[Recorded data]
━━━

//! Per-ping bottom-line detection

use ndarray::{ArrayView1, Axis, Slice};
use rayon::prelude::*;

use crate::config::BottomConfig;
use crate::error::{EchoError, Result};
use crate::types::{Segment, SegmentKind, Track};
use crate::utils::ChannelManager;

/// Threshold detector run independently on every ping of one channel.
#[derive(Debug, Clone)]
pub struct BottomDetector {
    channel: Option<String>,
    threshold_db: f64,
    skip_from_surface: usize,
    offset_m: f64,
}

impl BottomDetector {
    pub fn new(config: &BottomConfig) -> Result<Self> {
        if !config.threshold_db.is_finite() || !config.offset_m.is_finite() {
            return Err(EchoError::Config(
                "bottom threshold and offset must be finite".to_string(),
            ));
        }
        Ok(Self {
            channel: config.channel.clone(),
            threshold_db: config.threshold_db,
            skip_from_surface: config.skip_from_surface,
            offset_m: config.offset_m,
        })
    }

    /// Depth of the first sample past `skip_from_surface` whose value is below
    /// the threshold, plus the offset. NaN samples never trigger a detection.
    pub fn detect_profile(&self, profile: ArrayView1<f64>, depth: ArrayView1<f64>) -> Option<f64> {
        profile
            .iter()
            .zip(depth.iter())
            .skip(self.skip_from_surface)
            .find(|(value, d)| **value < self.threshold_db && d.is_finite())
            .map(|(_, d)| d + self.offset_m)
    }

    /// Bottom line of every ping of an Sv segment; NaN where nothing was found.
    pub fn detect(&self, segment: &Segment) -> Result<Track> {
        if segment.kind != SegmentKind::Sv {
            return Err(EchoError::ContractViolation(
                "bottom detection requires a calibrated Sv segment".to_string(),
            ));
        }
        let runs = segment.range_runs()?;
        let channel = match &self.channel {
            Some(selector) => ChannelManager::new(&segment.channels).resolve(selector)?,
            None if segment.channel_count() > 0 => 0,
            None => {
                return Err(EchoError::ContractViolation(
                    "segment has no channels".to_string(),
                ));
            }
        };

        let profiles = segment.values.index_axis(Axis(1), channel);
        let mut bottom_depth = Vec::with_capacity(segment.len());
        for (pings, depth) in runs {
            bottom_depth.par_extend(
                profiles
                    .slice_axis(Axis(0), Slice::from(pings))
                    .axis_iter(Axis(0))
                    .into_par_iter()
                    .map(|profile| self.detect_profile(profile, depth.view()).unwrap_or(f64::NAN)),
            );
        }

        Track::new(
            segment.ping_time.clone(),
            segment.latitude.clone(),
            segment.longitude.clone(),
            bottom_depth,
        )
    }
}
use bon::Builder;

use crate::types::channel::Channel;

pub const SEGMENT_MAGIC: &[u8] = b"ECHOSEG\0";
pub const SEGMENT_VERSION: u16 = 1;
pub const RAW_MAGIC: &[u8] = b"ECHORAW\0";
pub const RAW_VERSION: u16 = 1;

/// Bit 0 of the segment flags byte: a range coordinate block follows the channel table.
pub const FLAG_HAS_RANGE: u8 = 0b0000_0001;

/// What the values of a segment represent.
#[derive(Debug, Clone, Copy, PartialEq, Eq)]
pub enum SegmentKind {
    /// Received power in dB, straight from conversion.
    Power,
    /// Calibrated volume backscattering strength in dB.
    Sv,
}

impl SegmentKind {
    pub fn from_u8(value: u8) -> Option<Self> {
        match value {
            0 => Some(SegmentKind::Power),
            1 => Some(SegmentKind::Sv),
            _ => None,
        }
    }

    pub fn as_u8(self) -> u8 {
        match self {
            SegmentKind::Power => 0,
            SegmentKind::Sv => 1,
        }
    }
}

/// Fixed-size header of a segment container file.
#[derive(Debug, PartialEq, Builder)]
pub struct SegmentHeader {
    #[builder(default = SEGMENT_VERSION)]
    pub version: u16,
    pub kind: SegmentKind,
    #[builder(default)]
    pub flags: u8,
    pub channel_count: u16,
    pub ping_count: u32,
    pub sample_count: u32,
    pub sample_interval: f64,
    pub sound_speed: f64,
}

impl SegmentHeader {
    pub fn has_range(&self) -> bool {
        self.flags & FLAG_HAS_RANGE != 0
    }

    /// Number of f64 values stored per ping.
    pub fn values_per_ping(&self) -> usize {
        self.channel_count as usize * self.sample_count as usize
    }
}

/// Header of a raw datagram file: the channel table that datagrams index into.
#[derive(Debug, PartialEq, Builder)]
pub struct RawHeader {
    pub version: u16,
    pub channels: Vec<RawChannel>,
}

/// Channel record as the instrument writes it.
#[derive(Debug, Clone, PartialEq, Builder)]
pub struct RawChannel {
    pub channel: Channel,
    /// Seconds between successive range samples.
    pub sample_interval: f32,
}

━━━

→ **Exercise instructions**
For every line of the data above that contains "Axis", copy that line.

→ **Task result**
use ndarray::{ArrayView1, Axis, Slice};
        let profiles = segment.values.index_axis(Axis(1), channel);
                    .slice_axis(Axis(0), Slice::from(pings))
                    .axis_iter(Axis(0))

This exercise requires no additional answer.